The Swiss group declined to say how much the deal was worth but said on Monday that the sale would “have no material impact” on its results for the year to March 2018. It gave no details of Shanghai Tang’s financial performance, but the losses it has wracked up are expected to be disclosed with Richemont’s half-year results, published in November. Mr Bastagli is chairman of A.
Moda, a privately held clothes manufacturer based in Florence which he founded in 1978, and also owns Italian textile group Lineapiù, which produces high end products for the world’s top luxury houses. The disposal follows a revamp of Richemont’s top management and board announced late last year by Johann Rupert, its chairman and controlling shareholder.
In May, Mr Rupert signalled an increased focus on the group’s underperforming assets, which has already led to significant restructuring measures at Dunhill, a fashion brand. “Richemont still has some smaller businesses in fashion — Dunhill, Lancel, Chloé and Azzedine Alaïa — which have been a drag for years and which could also be put up for disposal so it can concentrate on its main watch and jewellery brands,” said Jean-Philippe Bertschy, analyst at Vontobel.

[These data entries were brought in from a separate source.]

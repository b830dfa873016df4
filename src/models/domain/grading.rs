use chrono::{DateTime, Utc};
use serde::{Deserialize, Serialize};

pub const MIN_SCORE: i64 = 0;
pub const MAX_SCORE: i64 = 100;

#[derive(Clone, Debug, PartialEq, Eq, Deserialize, Serialize)]
pub struct GradingResult {
    pub is_correct: bool,
    pub score: i64, // always within [0, 100]
    pub feedback: String,
    pub explanation: String,
}

/// How a grade was produced.
#[derive(Clone, Copy, Debug, PartialEq, Eq, Deserialize, Serialize)]
#[serde(rename_all = "snake_case")]
pub enum GradedBy {
    ExactMatch,
    Model,
    Heuristic,
}

/// A grading result stored against one attempt item.
#[derive(Clone, Debug, PartialEq, Eq, Deserialize, Serialize)]
pub struct GradingRecord {
    pub attempt_item_id: String,
    pub user_id: String,
    pub result: GradingResult,
    pub graded_by: GradedBy,
    pub graded_at: DateTime<Utc>,
}

pub fn clamp_score(score: i64) -> i64 {
    score.clamp(MIN_SCORE, MAX_SCORE)
}
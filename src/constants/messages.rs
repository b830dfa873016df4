// User-facing strings produced by the validator and fallbacks.

pub const DEFAULT_GRADING_FEEDBACK: &str = "Grading complete";
pub const DEFAULT_GRADING_EXPLANATION: &str =
    "The answer was compared against the reference answer.";

pub const FALLBACK_GRADING_FEEDBACK: &str =
    "Automatic grading was unavailable, so a keyword-based estimate was used.";
pub const EXACT_MATCH_CORRECT_FEEDBACK: &str = "Correct!";
pub const EXACT_MATCH_WRONG_FEEDBACK: &str = "Incorrect.";

pub const EVIDENCE_TOO_SHORT: &str = "Evidence is too short";
pub const EVIDENCE_TOO_GENERIC: &str = "Evidence is too generic";
pub const EVIDENCE_NOT_FOUND: &str = "No supporting evidence was found in the source";
pub const EVIDENCE_UNAVAILABLE: &str = "Evidence could not be generated";
pub const CONTENT_UNIT_MISSING: &str = "The referenced content unit does not exist";

pub const DEFAULT_QUIZ_EXPLANATION: &str = "Refer to the source paragraph for details.";
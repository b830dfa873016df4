use std::sync::Arc;

use actix_cors::Cors;
use actix_web::{middleware::Logger, web, App, HttpServer};

use studygen_server::{
    app_state::AppState, config::Config, handlers, middleware::RequestIdMiddleware,
};

#[actix_web::main]
async fn main() -> std::io::Result<()> {
    dotenvy::dotenv().ok();
    env_logger::init_from_env(env_logger::Env::default().default_filter_or("info"));

    let config = Config::from_env();
    config.validate_for_production();

    let bind_address = (config.web_server_host.clone(), config.web_server_port);
    let state = Arc::new(AppState::new(config).await.map_err(|e| {
        log::error!("Failed to initialize application state: {}", e);
        std::io::Error::other(e.to_string())
    })?);

    log::info!(
        "Starting HTTP server on {}:{} (model {})",
        bind_address.0,
        bind_address.1,
        state.config.generation_model
    );

    HttpServer::new(move || {
        App::new()
            .app_data(web::Data::new(Arc::clone(&state)))
            .wrap(Cors::permissive())
            .wrap(RequestIdMiddleware)
            .wrap(Logger::new(
                r#"%a "%r" %s %b %{x-request-id}o %T"#,
            ))
            .service(handlers::health_check)
            .service(handlers::health_check_ready)
            .service(handlers::summarize_document)
            .service(handlers::generate_quiz)
            .service(handlers::grade_answer)
            .service(handlers::extract_evidence)
            .service(handlers::translate_document)
    })
    .bind(bind_address)?
    .run()
    .await
}
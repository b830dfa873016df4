use std::sync::Arc;

use actix_web::{get, web, HttpResponse};

use crate::app_state::AppState;

#[get("/health")]
pub async fn health_check() -> HttpResponse {
    HttpResponse::Ok().json(serde_json::json!({
        "status": "healthy",
        "version": env!("CARGO_PKG_VERSION")
    }))
}

#[get("/health/ready")]
pub async fn health_check_ready(state: web::Data<Arc<AppState>>) -> HttpResponse {
    let storage_ok = match &state.db {
        Some(db) => db.health_check().await.is_ok(),
        None => true,
    };

    let response = serde_json::json!({
        "status": if storage_ok { "ready" } else { "not_ready" },
        "version": env!("CARGO_PKG_VERSION"),
        "dependencies": {
            "storage": if storage_ok { "ok" } else { "error" },
            "backend": if state.db.is_some() { "mongo" } else { "memory" }
        }
    });

    if storage_ok {
        HttpResponse::Ok().json(response)
    } else {
        HttpResponse::ServiceUnavailable().json(response)
    }
}
use serde::Serialize;

use crate::models::domain::{
    evidence::EvidenceSpan,
    grading::{GradedBy, GradingResult},
    QuizItem, WrongAnswerRecord,
};

#[derive(Debug, Clone, Serialize)]
#[serde(rename_all = "camelCase")]
pub struct SummarizationResponse {
    pub success: bool,
    pub artifact_count: usize,
    pub labels: Vec<String>,
}

#[derive(Debug, Clone, Serialize)]
#[serde(rename_all = "camelCase")]
pub struct QuizGenerationResponse {
    pub success: bool,
    pub artifact_count: usize,
    /// Items synthesized without the generation service.
    pub fallback_count: usize,
    pub items: Vec<QuizItem>,
}

#[derive(Debug, Clone, Serialize)]
#[serde(rename_all = "camelCase")]
pub struct GradingResponse {
    pub success: bool,
    pub result: GradingResult,
    pub graded_by: GradedBy,
    #[serde(skip_serializing_if = "Option::is_none")]
    pub wrong_answer: Option<WrongAnswerRecord>,
}

/// One evidence lookup. `success == false` with a `reason` is a normal
/// negative answer, not an error.
#[derive(Debug, Clone, PartialEq, Serialize)]
#[serde(rename_all = "camelCase")]
pub struct EvidenceResponse {
    pub attempt_item_id: String,
    pub success: bool,
    pub evidence: Option<EvidenceSpan>,
    #[serde(skip_serializing_if = "Option::is_none")]
    pub reason: Option<String>,
}

#[derive(Debug, Clone, Serialize)]
#[serde(rename_all = "camelCase")]
pub struct UnitBatchResponse<T: Serialize> {
    pub success: bool,
    pub processed_count: usize,
    /// Units that ended with a sentinel or fallback value.
    pub degraded_count: usize,
    pub results: Vec<T>,
}

pub type EvidenceBatchResponse = UnitBatchResponse<EvidenceResponse>;

#[derive(Debug, Clone, Serialize)]
#[serde(rename_all = "camelCase")]
pub struct TranslationResult {
    pub content_id: String,
    pub translated: bool,
}

pub type TranslationBatchResponse = UnitBatchResponse<TranslationResult>;
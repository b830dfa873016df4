//! Wire shapes the generation service is asked to emit.
//!
//! Nothing the model writes is trusted: every field is optional and coerced
//! leniently (numbers written as strings, floats for ints, and so on). The
//! validator turns these into domain records.

use serde::{Deserialize, Deserializer};
use serde_json::Value;

/// A payload shape recoverable from a JSON value.
pub trait WireFormat: Sized {
    /// Returns `None` when the value does not have this payload's shape.
    fn from_payload(value: Value) -> Option<Self>;
}

#[derive(Clone, Debug, Default, PartialEq, Deserialize)]
pub struct EvidenceWire {
    #[serde(default, deserialize_with = "lenient_opt_string")]
    pub evidence: Option<String>,
    #[serde(
        default,
        rename = "startIndex",
        alias = "start_index",
        deserialize_with = "lenient_opt_i64"
    )]
    pub start_index: Option<i64>,
    #[serde(
        default,
        rename = "endIndex",
        alias = "end_index",
        deserialize_with = "lenient_opt_i64"
    )]
    pub end_index: Option<i64>,
}

impl WireFormat for EvidenceWire {
    fn from_payload(value: Value) -> Option<Self> {
        let has_field = value.as_object().is_some_and(|o| o.contains_key("evidence"));
        if !has_field {
            return None;
        }
        serde_json::from_value(value).ok()
    }
}

#[derive(Clone, Debug, Default, PartialEq, Deserialize)]
pub struct GradingWire {
    #[serde(
        default,
        rename = "isCorrect",
        alias = "is_correct",
        deserialize_with = "lenient_opt_bool"
    )]
    pub is_correct: Option<bool>,
    #[serde(default, deserialize_with = "lenient_opt_i64")]
    pub score: Option<i64>,
    #[serde(default, deserialize_with = "lenient_opt_string")]
    pub feedback: Option<String>,
    #[serde(default, deserialize_with = "lenient_opt_string")]
    pub explanation: Option<String>,
}

impl WireFormat for GradingWire {
    fn from_payload(value: Value) -> Option<Self> {
        let has_field = value.as_object().is_some_and(|o| {
            o.contains_key("isCorrect") || o.contains_key("is_correct") || o.contains_key("score")
        });
        if !has_field {
            return None;
        }
        serde_json::from_value(value).ok()
    }
}

#[derive(Clone, Debug, Default, PartialEq, Deserialize)]
pub struct QuizWire {
    #[serde(default, alias = "type", deserialize_with = "lenient_opt_string")]
    pub quiz_type: Option<String>,
    #[serde(default, alias = "question", deserialize_with = "lenient_opt_string")]
    pub quiz_question: Option<String>,
    #[serde(default, alias = "choices", deserialize_with = "lenient_opt_string_vec")]
    pub quiz_choices: Option<Vec<String>>,
    #[serde(default, alias = "answer", deserialize_with = "lenient_opt_string")]
    pub quiz_answer: Option<String>,
    #[serde(default, alias = "explanation", deserialize_with = "lenient_opt_string")]
    pub quiz_explanation: Option<String>,
    #[serde(default, alias = "contentIndex", deserialize_with = "lenient_opt_i64")]
    pub content_index: Option<i64>,
    #[serde(default, deserialize_with = "lenient_opt_string")]
    pub category: Option<String>,
}

/// The quiz payload: a bare array, or an object wrapping one.
#[derive(Clone, Debug, Default, PartialEq)]
pub struct QuizWireSet(pub Vec<QuizWire>);

const QUIZ_WRAPPER_KEYS: [&str; 4] = ["quizzes", "questions", "items", "quiz"];

impl WireFormat for QuizWireSet {
    fn from_payload(value: Value) -> Option<Self> {
        let items = match value {
            Value::Array(items) => items,
            Value::Object(mut map) => QUIZ_WRAPPER_KEYS
                .iter()
                .find_map(|key| match map.remove(*key) {
                    Some(Value::Array(items)) => Some(items),
                    _ => None,
                })?,
            _ => return None,
        };

        Some(QuizWireSet(
            items
                .into_iter()
                .filter(Value::is_object)
                .filter_map(|item| serde_json::from_value(item).ok())
                .collect(),
        ))
    }
}

pub fn value_as_i64(value: &Value) -> Option<i64> {
    match value {
        Value::Number(n) => n.as_i64().or_else(|| n.as_f64().map(|f| f.round() as i64)),
        Value::String(s) => s.trim().parse::<f64>().ok().map(|f| f.round() as i64),
        _ => None,
    }
}

pub fn value_as_bool(value: &Value) -> Option<bool> {
    match value {
        Value::Bool(b) => Some(*b),
        Value::Number(n) => n.as_i64().map(|i| i != 0),
        Value::String(s) => parse_bool_word(s),
        _ => None,
    }
}

pub fn parse_bool_word(word: &str) -> Option<bool> {
    match word.trim().to_ascii_lowercase().as_str() {
        "true" | "yes" | "correct" | "o" => Some(true),
        "false" | "no" | "incorrect" | "x" => Some(false),
        _ => None,
    }
}

fn value_as_string(value: &Value) -> Option<String> {
    match value {
        Value::String(s) => Some(s.clone()),
        Value::Number(n) => Some(n.to_string()),
        Value::Bool(b) => Some(b.to_string()),
        _ => None,
    }
}

fn lenient_opt_i64<'de, D: Deserializer<'de>>(deserializer: D) -> Result<Option<i64>, D::Error> {
    let value = Option::<Value>::deserialize(deserializer)?;
    Ok(value.as_ref().and_then(value_as_i64))
}

fn lenient_opt_bool<'de, D: Deserializer<'de>>(deserializer: D) -> Result<Option<bool>, D::Error> {
    let value = Option::<Value>::deserialize(deserializer)?;
    Ok(value.as_ref().and_then(value_as_bool))
}

fn lenient_opt_string<'de, D: Deserializer<'de>>(
    deserializer: D,
) -> Result<Option<String>, D::Error> {
    let value = Option::<Value>::deserialize(deserializer)?;
    Ok(value.as_ref().and_then(value_as_string))
}

fn lenient_opt_string_vec<'de, D: Deserializer<'de>>(
    deserializer: D,
) -> Result<Option<Vec<String>>, D::Error> {
    let value = Option::<Value>::deserialize(deserializer)?;
    Ok(match value {
        Some(Value::Array(items)) => Some(items.iter().filter_map(value_as_string).collect()),
        // some models double-encode the array as a string
        Some(Value::String(s)) => serde_json::from_str::<Vec<Value>>(&s)
            .ok()
            .map(|items| items.iter().filter_map(value_as_string).collect()),
        _ => None,
    })
}
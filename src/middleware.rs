use std::{future::Ready, rc::Rc};

use actix_web::{
    body::EitherBody,
    dev::{forward_ready, Service, ServiceRequest, ServiceResponse, Transform},
    http::header::{HeaderName, HeaderValue},
    Error, HttpMessage,
};
use futures::future::LocalBoxFuture;
use uuid::Uuid;

pub const REQUEST_ID_HEADER: &str = "x-request-id";

/// Correlation id of one HTTP request, stored in the request extensions.
#[derive(Clone, Debug, PartialEq, Eq)]
pub struct RequestId(pub String);

/// Reuses the caller's `x-request-id` or mints one, and echoes it on the response.
pub struct RequestIdMiddleware;

impl<S, B> Transform<S, ServiceRequest> for RequestIdMiddleware
where
    S: Service<ServiceRequest, Response = ServiceResponse<B>, Error = Error> + 'static,
    S::Future: 'static,
    B: 'static,
{
    type Response = ServiceResponse<EitherBody<B>>;
    type Error = Error;
    type InitError = ();
    type Transform = RequestIdMiddlewareService<S>;
    type Future = Ready<Result<Self::Transform, Self::InitError>>;

    fn new_transform(&self, service: S) -> Self::Future {
        std::future::ready(Ok(RequestIdMiddlewareService {
            service: Rc::new(service),
        }))
    }
}

pub struct RequestIdMiddlewareService<S> {
    service: Rc<S>,
}

impl<S, B> Service<ServiceRequest> for RequestIdMiddlewareService<S>
where
    S: Service<ServiceRequest, Response = ServiceResponse<B>, Error = Error> + 'static,
    S::Future: 'static,
    B: 'static,
{
    type Response = ServiceResponse<EitherBody<B>>;
    type Error = Error;
    type Future = LocalBoxFuture<'static, Result<Self::Response, Self::Error>>;

    forward_ready!(service);

    fn call(&self, req: ServiceRequest) -> Self::Future {
        let request_id = req
            .headers()
            .get(REQUEST_ID_HEADER)
            .and_then(|v| v.to_str().ok())
            .filter(|v| !v.is_empty() && v.len() <= 128)
            .map(str::to_string)
            .unwrap_or_else(|| Uuid::new_v4().to_string());

        log::debug!("{} {} request_id={}", req.method(), req.path(), request_id);
        req.extensions_mut().insert(RequestId(request_id.clone()));

        let service = Rc::clone(&self.service);

        Box::pin(async move {
            let mut res = service.call(req).await?;
            if let Ok(value) = HeaderValue::from_str(&request_id) {
                res.headers_mut()
                    .insert(HeaderName::from_static(REQUEST_ID_HEADER), value);
            }
            Ok(res.map_into_left_body())
        })
    }
}

pub fn get_request_id(req: &actix_web::HttpRequest) -> Option<String> {
    req.extensions().get::<RequestId>().map(|id| id.0.clone())
}

#[cfg(test)]
mod tests {
    use super::*;
    use actix_web::{get, test, App, HttpRequest, HttpResponse};

    #[get("/echo")]
    async fn echo(req: HttpRequest) -> HttpResponse {
        HttpResponse::Ok().body(get_request_id(&req).unwrap_or_default())
    }

    #[actix_web::test]
    async fn generated_id_is_echoed_in_header_and_extensions() {
        let app = test::init_service(App::new().wrap(RequestIdMiddleware).service(echo)).await;

        let resp = test::call_service(&app, test::TestRequest::get().uri("/echo").to_request()).await;
        let header = resp
            .headers()
            .get(REQUEST_ID_HEADER)
            .and_then(|v| v.to_str().ok())
            .map(str::to_string)
            .expect("response should carry a request id");
        let body = test::read_body(resp).await;

        assert_eq!(body, header.as_bytes());
        assert!(Uuid::parse_str(&header).is_ok());
    }

    #[actix_web::test]
    async fn caller_supplied_id_is_kept() {
        let app = test::init_service(App::new().wrap(RequestIdMiddleware).service(echo)).await;

        let req = test::TestRequest::get()
            .uri("/echo")
            .insert_header((REQUEST_ID_HEADER, "trace-123"))
            .to_request();
        let resp = test::call_service(&app, req).await;

        assert_eq!(
            resp.headers().get(REQUEST_ID_HEADER).and_then(|v| v.to_str().ok()),
            Some("trace-123")
        );
    }
}
pub mod health_handler;
pub mod pipeline_handler;

pub use health_handler::{health_check, health_check_ready};
pub use pipeline_handler::{
    extract_evidence, generate_quiz, grade_answer, summarize_document, translate_document,
};
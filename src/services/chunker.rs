use crate::{
    errors::{AppError, AppResult},
    models::domain::{ContentUnit, OrderRange},
};

/// A contiguous run of content units sent to the generation service together.
#[derive(Clone, Debug, PartialEq)]
pub struct Chunk {
    pub units: Vec<ContentUnit>,
    pub range: OrderRange,
}

impl Chunk {
    /// Builds a chunk from units already in document order. Returns `None` for
    /// an empty slice so no empty chunk ever exists.
    pub fn from_units(units: Vec<ContentUnit>) -> Option<Self> {
        let range = OrderRange {
            first: units.first()?.order_index,
            last: units.last()?.order_index,
        };
        Some(Chunk { units, range })
    }

    /// The unit the chunk's artifacts are keyed by.
    pub fn first_unit_id(&self) -> &str {
        // from_units guarantees at least one unit
        &self.units[0].id
    }

    pub fn len(&self) -> usize {
        self.units.len()
    }

    pub fn is_empty(&self) -> bool {
        self.units.is_empty()
    }
}

/// Splits units into ordered chunks of at most `chunk_size` units.
pub fn chunk_units(mut units: Vec<ContentUnit>, chunk_size: usize) -> AppResult<Vec<Chunk>> {
    if chunk_size == 0 {
        return Err(AppError::ValidationError(
            "chunk_size must be greater than zero".to_string(),
        ));
    }

    units.sort_by_key(|u| u.order_index);

    let mut chunks = Vec::with_capacity(units.len().div_ceil(chunk_size));
    let mut rest = units.into_iter().peekable();
    while rest.peek().is_some() {
        let batch: Vec<ContentUnit> = rest.by_ref().take(chunk_size).collect();
        if let Some(chunk) = Chunk::from_units(batch) {
            chunks.push(chunk);
        }
    }

    Ok(chunks)
}

/// Keeps the requested units, in document order. An empty id list selects all.
pub fn select_units(mut units: Vec<ContentUnit>, ids: &[String]) -> Vec<ContentUnit> {
    units.sort_by_key(|u| u.order_index);
    if ids.is_empty() {
        return units;
    }
    units
        .into_iter()
        .filter(|u| ids.iter().any(|id| id == &u.id))
        .collect()
}

#[cfg(test)]
mod tests {
    use super::*;

    fn units(count: i64) -> Vec<ContentUnit> {
        (0..count)
            .map(|i| ContentUnit::new("doc-1", i, &format!("Paragraph {}", i)))
            .collect()
    }

    #[test]
    fn twenty_three_units_make_three_chunks() {
        let chunks = chunk_units(units(23), 10).expect("valid chunk size");

        let sizes: Vec<usize> = chunks.iter().map(Chunk::len).collect();
        assert_eq!(sizes, vec![10, 10, 3]);

        let labels: Vec<String> = chunks.iter().map(|c| c.range.label()).collect();
        assert_eq!(labels, vec!["0-9", "10-19", "20-22"]);
    }

    #[test]
    fn chunks_preserve_order_and_first_unit() {
        let mut shuffled = units(12);
        shuffled.reverse();
        let expected_first = shuffled.iter().find(|u| u.order_index == 10).map(|u| u.id.clone());

        let chunks = chunk_units(shuffled, 5).expect("valid chunk size");

        for pair in chunks.windows(2) {
            assert!(pair[1].range.first > pair[0].range.last);
        }
        assert_eq!(Some(chunks[2].first_unit_id().to_string()), expected_first);
    }

    #[test]
    fn zero_chunk_size_is_rejected() {
        assert!(matches!(
            chunk_units(units(3), 0),
            Err(AppError::ValidationError(_))
        ));
    }

    #[test]
    fn empty_input_yields_no_chunks() {
        let chunks = chunk_units(Vec::new(), 10).expect("valid chunk size");
        assert!(chunks.is_empty());
        assert!(Chunk::from_units(Vec::new()).is_none());
    }

    #[test]
    fn select_units_filters_and_orders() {
        let all = units(5);
        let wanted = vec![all[3].id.clone(), all[1].id.clone()];

        let selected = select_units(all, &wanted);

        let indices: Vec<i64> = selected.iter().map(|u| u.order_index).collect();
        assert_eq!(indices, vec![1, 3]);
    }

    #[test]
    fn select_units_with_no_ids_keeps_everything() {
        assert_eq!(select_units(units(4), &[]).len(), 4);
    }
}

“After the recent board and management changes, we expect Mr Rupert to be more aggressive.”
Richemont first acquired a stake in Shanghai Tang in 1998 before taking full ownership a decade later. However, like other luxury groups, it has seen demand fall sharply in recent years, especially for luxury watches, as a result of sluggish global economic growth, changes in Chinese spending patterns and past overstocking.
When Richemont bought Shanghai Tang from Sir David, the company was focused on marketing traditional-style Chinese outfits to foreign travellers passing through Hong Kong, with few sales to local customers.
Since then its has expanded to 23 stores and has attempted to appeal to a wider customer base, although many Shanghai Tang shirts still feature a mandarin collar, a style common in Asian apparel in the 19th century.
It has sought to position itself as a leading luxury brand within China, home to the world’s largest luxury market, but it also has outlets in London and Miami. Yet it has noted in the past the difficulty in striking a balance between modern luxury and Shanghai Tang’s Chinese roots.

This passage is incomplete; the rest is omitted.